- EXERCISE PROMPT: Report, from the records below, every line where the word "Duration" appears.

*** Opening of DATA EXTRACTS ***

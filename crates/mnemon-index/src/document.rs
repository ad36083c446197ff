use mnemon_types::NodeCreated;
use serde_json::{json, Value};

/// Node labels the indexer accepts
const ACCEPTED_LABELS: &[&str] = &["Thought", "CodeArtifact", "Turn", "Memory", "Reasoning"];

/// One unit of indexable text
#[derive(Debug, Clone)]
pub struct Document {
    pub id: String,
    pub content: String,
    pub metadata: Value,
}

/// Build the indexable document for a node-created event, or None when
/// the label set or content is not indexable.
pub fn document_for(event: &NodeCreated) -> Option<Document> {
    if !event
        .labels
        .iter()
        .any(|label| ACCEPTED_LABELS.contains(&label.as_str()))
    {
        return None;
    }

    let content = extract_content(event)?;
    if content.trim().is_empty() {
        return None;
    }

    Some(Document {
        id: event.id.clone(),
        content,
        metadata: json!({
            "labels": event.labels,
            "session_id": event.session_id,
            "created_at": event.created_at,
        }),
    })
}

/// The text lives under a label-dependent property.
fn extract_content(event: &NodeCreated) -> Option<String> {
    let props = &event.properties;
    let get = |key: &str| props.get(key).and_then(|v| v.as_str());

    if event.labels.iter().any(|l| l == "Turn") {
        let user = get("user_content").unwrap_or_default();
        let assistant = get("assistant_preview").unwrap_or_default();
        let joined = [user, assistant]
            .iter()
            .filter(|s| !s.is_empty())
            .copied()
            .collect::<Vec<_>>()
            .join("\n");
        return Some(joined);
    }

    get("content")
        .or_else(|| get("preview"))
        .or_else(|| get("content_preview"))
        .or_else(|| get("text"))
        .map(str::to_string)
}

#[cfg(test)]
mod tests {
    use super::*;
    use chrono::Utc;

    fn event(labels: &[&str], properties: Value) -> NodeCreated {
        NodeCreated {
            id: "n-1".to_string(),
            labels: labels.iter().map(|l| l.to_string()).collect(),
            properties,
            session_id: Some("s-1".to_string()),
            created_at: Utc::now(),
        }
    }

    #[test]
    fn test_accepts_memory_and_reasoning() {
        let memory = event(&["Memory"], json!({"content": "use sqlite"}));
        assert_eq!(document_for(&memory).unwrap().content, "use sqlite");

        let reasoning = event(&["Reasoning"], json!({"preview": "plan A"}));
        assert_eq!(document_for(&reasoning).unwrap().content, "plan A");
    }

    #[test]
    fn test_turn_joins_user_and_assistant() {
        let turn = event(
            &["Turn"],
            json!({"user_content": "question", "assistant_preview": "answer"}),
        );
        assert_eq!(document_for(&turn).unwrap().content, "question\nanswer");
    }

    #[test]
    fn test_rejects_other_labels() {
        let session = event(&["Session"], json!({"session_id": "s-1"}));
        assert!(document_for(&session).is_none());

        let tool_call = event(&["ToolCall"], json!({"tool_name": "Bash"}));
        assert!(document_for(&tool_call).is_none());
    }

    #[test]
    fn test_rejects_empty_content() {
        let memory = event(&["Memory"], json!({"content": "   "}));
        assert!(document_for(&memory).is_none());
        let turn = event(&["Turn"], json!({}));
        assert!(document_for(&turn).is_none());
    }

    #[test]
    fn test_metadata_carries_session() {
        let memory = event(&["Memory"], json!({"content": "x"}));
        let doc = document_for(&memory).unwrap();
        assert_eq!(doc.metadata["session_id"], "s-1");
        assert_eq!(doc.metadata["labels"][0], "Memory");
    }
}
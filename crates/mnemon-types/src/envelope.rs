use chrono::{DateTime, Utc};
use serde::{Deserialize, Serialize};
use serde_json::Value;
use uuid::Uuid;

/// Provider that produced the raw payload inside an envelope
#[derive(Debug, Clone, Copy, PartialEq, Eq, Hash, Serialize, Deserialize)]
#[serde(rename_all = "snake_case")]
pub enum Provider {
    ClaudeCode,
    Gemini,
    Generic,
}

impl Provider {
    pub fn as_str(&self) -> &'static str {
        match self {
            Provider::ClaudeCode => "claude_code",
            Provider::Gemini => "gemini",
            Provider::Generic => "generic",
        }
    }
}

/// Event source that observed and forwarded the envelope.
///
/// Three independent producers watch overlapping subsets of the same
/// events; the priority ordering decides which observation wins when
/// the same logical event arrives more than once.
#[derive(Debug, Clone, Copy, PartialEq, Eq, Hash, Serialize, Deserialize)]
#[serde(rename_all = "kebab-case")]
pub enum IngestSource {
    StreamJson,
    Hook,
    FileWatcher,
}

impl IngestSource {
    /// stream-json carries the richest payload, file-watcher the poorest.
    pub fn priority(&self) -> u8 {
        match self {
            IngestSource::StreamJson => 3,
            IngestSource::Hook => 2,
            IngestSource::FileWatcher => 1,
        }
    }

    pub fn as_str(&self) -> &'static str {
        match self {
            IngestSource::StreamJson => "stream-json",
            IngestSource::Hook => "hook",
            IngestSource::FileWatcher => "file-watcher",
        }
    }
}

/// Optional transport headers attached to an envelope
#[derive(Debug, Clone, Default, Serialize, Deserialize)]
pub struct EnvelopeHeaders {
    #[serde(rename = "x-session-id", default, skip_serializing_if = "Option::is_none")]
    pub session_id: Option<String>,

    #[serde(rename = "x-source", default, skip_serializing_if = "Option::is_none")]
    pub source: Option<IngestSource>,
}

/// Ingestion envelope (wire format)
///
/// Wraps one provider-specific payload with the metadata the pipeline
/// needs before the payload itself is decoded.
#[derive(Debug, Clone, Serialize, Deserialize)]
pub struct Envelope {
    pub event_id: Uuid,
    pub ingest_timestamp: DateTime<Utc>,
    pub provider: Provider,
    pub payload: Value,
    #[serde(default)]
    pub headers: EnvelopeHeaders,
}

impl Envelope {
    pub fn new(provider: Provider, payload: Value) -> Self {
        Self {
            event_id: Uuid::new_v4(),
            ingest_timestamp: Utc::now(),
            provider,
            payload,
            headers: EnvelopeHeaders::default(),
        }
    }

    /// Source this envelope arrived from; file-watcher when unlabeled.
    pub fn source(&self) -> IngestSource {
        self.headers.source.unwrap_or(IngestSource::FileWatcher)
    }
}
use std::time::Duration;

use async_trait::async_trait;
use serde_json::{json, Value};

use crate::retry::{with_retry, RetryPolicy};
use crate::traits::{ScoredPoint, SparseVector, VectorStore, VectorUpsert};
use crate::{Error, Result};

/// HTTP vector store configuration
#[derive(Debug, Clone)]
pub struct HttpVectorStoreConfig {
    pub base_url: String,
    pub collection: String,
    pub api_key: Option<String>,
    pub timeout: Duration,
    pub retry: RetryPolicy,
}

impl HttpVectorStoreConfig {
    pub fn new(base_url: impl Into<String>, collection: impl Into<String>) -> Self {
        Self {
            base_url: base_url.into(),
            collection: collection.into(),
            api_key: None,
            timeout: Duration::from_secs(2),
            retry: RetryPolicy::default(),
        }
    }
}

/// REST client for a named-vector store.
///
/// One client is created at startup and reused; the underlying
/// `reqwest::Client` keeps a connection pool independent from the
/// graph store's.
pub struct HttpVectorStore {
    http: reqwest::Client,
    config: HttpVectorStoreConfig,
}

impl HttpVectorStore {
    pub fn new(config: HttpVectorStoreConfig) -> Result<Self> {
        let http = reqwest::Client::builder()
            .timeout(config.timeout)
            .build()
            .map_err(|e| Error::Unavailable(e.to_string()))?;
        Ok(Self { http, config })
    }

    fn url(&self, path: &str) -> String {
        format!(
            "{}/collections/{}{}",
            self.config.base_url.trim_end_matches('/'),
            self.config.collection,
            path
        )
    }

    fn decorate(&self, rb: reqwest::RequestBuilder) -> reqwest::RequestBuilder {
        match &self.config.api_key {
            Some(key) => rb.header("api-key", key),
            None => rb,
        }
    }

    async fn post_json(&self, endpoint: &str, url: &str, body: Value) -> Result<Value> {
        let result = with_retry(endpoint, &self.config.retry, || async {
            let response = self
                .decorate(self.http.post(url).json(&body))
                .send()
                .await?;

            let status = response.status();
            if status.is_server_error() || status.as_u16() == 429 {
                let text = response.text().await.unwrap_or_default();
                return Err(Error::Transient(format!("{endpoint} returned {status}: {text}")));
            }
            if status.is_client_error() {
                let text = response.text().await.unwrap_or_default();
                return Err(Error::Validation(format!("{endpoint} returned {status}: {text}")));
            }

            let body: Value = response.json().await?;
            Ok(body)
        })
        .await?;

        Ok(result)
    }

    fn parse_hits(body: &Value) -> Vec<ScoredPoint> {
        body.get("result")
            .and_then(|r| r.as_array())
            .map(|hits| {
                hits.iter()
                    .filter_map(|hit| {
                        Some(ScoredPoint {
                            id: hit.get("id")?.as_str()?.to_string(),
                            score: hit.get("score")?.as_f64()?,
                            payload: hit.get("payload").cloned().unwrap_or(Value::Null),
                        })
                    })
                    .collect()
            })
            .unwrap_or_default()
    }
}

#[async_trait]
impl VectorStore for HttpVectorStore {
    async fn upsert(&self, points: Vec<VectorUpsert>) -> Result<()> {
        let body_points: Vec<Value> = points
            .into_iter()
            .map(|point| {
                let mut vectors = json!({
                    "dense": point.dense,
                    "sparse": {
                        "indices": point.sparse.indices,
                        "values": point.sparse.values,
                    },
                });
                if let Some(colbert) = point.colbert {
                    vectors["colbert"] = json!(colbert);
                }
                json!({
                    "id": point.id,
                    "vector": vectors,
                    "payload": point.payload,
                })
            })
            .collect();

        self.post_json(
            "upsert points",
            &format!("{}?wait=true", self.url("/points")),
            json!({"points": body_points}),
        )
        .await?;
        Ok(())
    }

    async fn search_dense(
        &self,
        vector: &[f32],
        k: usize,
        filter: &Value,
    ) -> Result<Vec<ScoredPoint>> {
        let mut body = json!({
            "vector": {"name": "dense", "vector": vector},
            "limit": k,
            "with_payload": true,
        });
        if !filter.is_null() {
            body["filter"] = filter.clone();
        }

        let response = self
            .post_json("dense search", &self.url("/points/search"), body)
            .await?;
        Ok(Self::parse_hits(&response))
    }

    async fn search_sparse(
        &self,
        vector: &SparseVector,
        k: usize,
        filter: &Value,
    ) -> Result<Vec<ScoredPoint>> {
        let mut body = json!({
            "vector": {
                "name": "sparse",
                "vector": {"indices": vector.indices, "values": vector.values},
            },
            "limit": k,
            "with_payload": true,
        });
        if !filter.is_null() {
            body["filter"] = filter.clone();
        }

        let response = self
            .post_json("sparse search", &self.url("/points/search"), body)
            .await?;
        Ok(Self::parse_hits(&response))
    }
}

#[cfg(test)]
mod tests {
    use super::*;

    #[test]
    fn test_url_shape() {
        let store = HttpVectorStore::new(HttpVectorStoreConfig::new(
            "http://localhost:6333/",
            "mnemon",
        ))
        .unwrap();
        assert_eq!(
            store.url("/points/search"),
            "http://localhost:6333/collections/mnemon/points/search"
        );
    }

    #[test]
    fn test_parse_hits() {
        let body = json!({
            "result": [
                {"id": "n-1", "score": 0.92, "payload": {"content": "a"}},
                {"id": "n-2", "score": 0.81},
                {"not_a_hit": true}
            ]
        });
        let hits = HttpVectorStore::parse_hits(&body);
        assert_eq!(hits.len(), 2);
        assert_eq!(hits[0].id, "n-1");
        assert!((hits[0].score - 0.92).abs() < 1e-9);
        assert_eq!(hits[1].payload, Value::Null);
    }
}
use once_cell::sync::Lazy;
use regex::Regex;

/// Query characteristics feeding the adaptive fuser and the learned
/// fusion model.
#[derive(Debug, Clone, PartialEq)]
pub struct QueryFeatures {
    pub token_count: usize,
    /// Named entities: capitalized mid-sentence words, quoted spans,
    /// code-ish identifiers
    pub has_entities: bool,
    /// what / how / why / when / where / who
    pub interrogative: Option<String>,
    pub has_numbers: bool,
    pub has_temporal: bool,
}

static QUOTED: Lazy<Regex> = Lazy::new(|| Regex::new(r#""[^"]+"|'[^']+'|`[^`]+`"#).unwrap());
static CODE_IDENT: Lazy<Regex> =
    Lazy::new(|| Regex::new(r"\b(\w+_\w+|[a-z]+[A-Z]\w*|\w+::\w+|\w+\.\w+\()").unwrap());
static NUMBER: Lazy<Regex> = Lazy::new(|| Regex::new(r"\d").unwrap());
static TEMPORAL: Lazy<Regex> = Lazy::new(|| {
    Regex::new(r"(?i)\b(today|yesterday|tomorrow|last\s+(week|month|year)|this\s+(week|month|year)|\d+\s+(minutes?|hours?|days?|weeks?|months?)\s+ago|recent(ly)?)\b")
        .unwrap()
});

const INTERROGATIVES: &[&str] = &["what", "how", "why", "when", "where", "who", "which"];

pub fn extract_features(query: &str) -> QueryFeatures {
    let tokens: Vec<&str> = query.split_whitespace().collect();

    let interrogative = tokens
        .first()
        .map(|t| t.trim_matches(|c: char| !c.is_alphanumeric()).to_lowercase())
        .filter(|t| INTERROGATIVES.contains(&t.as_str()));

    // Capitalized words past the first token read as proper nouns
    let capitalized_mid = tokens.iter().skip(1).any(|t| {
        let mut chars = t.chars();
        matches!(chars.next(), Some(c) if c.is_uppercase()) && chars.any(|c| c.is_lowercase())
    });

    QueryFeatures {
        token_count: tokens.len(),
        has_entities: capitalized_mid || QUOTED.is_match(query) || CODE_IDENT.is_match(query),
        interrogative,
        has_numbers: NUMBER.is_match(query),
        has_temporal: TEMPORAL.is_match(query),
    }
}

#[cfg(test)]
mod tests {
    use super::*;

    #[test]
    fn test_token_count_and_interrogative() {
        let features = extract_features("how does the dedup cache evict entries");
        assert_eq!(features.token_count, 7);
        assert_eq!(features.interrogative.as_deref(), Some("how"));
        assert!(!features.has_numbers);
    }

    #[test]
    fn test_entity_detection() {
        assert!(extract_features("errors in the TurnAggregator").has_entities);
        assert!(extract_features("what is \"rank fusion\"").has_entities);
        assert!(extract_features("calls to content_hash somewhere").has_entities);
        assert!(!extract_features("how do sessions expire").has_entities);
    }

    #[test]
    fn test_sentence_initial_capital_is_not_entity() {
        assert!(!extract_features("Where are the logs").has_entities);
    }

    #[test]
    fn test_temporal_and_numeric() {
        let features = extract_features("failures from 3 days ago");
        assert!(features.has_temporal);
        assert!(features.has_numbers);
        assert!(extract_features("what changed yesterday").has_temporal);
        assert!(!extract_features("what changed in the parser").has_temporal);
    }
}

*** Close of DATA EXTRACTS ***

- TASK RESULT:
use std::time::Duration;
    pub timeout: Duration,
            timeout: Duration::from_secs(2),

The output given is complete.